[DIRECTIONS] Give the number of lines in the data that hold the word "expected", and nothing else.

[[ SOURCE MATERIAL open ]]

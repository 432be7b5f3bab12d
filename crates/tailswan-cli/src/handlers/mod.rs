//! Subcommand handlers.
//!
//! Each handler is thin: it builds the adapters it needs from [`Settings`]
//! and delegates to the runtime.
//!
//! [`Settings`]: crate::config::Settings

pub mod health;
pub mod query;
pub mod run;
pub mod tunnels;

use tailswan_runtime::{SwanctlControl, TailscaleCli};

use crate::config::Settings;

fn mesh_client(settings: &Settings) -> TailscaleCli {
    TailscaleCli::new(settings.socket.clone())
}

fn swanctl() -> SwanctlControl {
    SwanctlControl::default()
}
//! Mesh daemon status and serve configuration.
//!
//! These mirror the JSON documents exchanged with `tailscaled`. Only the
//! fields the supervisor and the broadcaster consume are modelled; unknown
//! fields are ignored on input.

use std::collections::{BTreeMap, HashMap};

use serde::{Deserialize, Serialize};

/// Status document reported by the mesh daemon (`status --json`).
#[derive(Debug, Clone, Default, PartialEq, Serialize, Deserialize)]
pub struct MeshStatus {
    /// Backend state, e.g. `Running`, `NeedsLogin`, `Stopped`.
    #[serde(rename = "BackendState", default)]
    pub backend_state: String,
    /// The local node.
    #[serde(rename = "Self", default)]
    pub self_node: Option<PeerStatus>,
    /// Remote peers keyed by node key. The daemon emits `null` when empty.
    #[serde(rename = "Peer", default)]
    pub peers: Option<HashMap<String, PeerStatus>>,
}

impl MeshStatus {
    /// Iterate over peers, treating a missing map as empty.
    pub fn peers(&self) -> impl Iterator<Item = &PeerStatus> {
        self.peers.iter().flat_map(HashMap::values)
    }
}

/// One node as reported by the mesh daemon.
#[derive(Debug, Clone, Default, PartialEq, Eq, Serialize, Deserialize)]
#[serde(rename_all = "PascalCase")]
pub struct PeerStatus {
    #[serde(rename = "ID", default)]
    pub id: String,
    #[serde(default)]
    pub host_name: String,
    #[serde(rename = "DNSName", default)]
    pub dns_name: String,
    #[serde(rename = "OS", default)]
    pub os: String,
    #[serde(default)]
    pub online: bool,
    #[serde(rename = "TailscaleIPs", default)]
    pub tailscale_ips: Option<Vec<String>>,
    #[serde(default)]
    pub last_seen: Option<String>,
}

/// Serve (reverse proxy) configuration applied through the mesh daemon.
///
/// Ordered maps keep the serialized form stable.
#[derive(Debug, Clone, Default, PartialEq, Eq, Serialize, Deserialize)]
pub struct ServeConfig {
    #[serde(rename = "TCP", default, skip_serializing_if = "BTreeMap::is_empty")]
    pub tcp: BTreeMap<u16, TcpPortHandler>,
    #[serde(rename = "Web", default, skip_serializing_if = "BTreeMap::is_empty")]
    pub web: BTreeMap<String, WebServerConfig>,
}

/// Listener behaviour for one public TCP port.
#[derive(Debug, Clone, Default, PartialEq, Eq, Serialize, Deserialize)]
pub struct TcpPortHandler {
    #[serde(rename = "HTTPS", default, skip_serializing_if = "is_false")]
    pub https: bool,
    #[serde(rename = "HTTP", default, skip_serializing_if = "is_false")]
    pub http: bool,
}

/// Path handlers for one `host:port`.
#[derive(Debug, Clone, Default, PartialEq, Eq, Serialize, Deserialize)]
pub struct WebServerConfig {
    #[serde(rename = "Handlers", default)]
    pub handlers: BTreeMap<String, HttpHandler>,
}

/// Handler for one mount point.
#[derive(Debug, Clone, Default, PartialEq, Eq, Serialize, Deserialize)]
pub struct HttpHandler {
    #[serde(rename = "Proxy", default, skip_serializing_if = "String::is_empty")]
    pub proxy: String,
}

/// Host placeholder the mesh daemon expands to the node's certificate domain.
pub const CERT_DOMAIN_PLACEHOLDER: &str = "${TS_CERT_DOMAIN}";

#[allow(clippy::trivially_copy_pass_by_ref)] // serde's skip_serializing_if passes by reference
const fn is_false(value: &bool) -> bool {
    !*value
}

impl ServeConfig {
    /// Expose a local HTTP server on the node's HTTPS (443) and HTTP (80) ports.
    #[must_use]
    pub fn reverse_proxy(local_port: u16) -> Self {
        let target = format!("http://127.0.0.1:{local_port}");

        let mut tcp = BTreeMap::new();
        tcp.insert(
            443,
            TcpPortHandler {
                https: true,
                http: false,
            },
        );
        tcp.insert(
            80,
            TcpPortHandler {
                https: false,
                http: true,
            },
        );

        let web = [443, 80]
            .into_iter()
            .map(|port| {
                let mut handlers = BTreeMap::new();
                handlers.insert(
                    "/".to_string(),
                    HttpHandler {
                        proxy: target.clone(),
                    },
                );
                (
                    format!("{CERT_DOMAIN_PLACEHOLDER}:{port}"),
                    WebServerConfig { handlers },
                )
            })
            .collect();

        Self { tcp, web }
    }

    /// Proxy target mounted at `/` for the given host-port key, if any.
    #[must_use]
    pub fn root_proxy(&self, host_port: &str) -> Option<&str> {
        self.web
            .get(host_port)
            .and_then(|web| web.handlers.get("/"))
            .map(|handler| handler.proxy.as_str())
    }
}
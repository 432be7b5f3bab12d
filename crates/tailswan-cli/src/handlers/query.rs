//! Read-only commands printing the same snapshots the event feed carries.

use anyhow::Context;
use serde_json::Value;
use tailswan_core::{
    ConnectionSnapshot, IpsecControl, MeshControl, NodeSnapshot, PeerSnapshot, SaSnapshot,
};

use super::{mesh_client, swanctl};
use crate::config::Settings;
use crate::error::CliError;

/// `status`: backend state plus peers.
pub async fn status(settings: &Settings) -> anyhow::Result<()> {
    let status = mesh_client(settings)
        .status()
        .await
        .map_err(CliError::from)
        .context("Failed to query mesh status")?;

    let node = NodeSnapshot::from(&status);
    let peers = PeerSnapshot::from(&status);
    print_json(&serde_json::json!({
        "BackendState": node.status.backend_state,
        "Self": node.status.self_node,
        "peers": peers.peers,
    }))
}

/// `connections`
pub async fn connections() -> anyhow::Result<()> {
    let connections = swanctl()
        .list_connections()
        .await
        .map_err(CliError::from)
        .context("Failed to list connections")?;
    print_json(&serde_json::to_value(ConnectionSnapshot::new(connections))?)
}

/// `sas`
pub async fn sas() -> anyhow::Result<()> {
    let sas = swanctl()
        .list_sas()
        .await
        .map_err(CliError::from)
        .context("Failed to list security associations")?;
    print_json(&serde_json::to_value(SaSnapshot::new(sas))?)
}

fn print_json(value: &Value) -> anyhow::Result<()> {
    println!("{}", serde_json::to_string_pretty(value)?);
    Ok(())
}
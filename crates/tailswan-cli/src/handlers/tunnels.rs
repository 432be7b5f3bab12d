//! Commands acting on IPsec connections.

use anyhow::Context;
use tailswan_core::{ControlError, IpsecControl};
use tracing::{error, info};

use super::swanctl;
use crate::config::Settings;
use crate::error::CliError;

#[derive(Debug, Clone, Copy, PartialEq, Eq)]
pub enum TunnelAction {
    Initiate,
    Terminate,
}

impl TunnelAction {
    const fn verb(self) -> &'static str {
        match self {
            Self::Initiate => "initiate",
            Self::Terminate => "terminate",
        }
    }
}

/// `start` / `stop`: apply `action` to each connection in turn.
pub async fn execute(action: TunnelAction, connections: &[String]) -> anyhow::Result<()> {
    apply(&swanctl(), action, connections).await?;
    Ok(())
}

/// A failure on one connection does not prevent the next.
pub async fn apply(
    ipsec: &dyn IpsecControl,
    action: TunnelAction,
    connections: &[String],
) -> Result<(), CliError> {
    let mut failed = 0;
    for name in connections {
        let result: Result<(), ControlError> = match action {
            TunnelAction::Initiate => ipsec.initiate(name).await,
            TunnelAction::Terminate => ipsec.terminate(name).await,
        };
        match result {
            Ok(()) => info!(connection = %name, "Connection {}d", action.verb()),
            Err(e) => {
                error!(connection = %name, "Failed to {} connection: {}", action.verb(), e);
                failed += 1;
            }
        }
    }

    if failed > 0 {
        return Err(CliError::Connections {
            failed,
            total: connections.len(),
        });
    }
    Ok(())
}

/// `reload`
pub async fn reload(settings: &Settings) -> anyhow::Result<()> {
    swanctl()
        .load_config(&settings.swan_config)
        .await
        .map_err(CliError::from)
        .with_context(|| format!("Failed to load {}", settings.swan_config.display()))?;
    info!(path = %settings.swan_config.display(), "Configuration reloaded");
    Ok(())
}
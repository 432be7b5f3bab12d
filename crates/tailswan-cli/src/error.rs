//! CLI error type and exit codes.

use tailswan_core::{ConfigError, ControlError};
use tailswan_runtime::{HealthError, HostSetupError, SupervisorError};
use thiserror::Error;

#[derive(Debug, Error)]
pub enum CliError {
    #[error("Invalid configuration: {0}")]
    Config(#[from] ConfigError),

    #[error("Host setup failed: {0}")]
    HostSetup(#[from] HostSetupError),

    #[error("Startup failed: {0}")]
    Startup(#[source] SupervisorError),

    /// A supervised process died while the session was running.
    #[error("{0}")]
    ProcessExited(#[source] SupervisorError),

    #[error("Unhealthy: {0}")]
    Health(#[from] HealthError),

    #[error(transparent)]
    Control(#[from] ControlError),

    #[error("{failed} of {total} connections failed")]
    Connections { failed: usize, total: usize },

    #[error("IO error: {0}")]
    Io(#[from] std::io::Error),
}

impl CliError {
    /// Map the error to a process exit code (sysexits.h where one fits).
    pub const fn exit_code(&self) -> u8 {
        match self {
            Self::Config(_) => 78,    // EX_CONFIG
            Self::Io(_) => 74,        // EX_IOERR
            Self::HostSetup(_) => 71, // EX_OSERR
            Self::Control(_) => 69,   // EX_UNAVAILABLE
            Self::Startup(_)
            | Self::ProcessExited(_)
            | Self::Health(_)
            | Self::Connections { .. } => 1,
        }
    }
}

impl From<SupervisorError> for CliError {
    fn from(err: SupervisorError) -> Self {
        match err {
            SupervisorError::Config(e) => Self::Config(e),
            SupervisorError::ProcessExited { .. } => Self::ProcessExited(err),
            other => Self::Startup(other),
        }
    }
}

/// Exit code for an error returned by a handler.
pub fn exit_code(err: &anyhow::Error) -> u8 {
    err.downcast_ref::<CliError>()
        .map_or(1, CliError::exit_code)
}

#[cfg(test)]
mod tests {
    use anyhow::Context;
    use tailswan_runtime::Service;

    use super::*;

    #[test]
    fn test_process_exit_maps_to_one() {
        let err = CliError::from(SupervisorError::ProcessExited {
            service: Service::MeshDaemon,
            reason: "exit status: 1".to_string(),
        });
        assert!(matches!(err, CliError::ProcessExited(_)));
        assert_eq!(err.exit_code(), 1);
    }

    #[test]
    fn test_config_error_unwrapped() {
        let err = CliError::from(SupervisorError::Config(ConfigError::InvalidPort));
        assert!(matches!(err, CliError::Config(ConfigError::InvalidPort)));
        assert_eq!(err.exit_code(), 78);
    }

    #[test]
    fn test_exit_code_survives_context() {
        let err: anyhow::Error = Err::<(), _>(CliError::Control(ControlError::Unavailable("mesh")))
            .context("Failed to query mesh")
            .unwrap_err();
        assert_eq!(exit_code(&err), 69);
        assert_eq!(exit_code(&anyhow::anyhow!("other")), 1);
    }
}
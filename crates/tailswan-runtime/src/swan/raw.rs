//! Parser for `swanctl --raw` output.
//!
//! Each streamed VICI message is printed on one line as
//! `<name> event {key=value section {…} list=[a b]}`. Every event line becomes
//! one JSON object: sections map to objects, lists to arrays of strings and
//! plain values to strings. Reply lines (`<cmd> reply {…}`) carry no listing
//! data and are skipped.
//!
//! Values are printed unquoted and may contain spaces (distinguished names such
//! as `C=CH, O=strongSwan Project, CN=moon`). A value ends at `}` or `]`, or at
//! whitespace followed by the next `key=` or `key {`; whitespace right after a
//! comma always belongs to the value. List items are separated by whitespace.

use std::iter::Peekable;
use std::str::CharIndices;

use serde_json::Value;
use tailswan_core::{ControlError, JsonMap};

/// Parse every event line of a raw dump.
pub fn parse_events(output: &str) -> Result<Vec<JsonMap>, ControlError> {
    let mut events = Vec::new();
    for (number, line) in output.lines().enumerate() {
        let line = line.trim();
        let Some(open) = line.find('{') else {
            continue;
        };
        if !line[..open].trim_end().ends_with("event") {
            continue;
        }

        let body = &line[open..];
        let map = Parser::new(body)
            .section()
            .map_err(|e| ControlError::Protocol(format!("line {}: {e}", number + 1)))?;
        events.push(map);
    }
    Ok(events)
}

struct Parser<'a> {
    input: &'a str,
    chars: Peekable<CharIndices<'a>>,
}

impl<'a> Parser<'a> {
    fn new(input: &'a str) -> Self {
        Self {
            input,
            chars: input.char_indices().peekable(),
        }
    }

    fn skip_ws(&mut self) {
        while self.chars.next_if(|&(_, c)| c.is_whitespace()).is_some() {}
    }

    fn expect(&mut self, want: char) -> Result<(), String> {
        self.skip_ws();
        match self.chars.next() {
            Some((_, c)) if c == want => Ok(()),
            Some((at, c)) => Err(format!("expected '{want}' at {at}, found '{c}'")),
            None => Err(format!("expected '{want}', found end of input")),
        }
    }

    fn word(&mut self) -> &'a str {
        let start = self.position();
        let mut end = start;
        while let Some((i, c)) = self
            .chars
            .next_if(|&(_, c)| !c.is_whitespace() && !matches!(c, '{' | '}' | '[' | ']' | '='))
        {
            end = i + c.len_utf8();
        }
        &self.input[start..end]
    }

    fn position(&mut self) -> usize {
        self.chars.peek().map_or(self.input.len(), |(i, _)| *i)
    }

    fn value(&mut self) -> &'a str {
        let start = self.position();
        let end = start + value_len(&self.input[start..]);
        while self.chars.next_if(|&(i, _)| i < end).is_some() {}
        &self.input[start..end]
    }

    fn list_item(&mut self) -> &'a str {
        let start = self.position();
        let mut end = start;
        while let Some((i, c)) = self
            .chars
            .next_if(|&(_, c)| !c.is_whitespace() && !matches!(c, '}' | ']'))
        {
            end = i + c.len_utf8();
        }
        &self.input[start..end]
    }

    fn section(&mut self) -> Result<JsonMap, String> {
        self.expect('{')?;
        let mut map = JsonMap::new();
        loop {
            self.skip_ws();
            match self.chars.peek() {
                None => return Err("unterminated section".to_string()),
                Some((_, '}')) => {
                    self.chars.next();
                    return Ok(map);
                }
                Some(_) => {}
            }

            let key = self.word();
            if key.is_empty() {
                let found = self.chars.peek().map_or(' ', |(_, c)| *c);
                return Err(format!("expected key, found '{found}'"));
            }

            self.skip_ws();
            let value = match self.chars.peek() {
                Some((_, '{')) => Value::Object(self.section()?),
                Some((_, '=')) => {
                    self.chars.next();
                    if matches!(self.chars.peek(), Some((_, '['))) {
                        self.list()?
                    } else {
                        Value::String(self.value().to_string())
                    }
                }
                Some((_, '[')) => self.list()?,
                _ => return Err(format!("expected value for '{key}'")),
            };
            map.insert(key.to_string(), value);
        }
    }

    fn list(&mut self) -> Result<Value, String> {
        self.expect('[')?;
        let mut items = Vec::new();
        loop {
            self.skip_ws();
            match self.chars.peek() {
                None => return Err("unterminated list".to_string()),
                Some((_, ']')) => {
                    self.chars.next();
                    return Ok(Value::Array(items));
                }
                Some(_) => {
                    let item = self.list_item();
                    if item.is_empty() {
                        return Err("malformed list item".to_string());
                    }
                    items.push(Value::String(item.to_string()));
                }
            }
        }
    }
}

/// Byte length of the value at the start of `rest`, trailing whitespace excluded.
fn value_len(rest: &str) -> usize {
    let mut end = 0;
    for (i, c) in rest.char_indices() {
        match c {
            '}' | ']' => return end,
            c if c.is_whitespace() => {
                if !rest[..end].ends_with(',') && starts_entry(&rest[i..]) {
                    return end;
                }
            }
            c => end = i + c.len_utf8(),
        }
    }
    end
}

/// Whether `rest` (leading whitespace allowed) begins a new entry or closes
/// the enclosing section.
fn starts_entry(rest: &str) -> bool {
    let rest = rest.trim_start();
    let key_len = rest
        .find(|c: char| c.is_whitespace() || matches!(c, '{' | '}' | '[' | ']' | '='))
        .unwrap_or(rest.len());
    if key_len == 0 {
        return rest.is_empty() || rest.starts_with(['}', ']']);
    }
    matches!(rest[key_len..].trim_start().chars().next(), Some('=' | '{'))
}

[[ SOURCE MATERIAL closed ]]

[OUTPUT FOR THIS EXERCISE] 4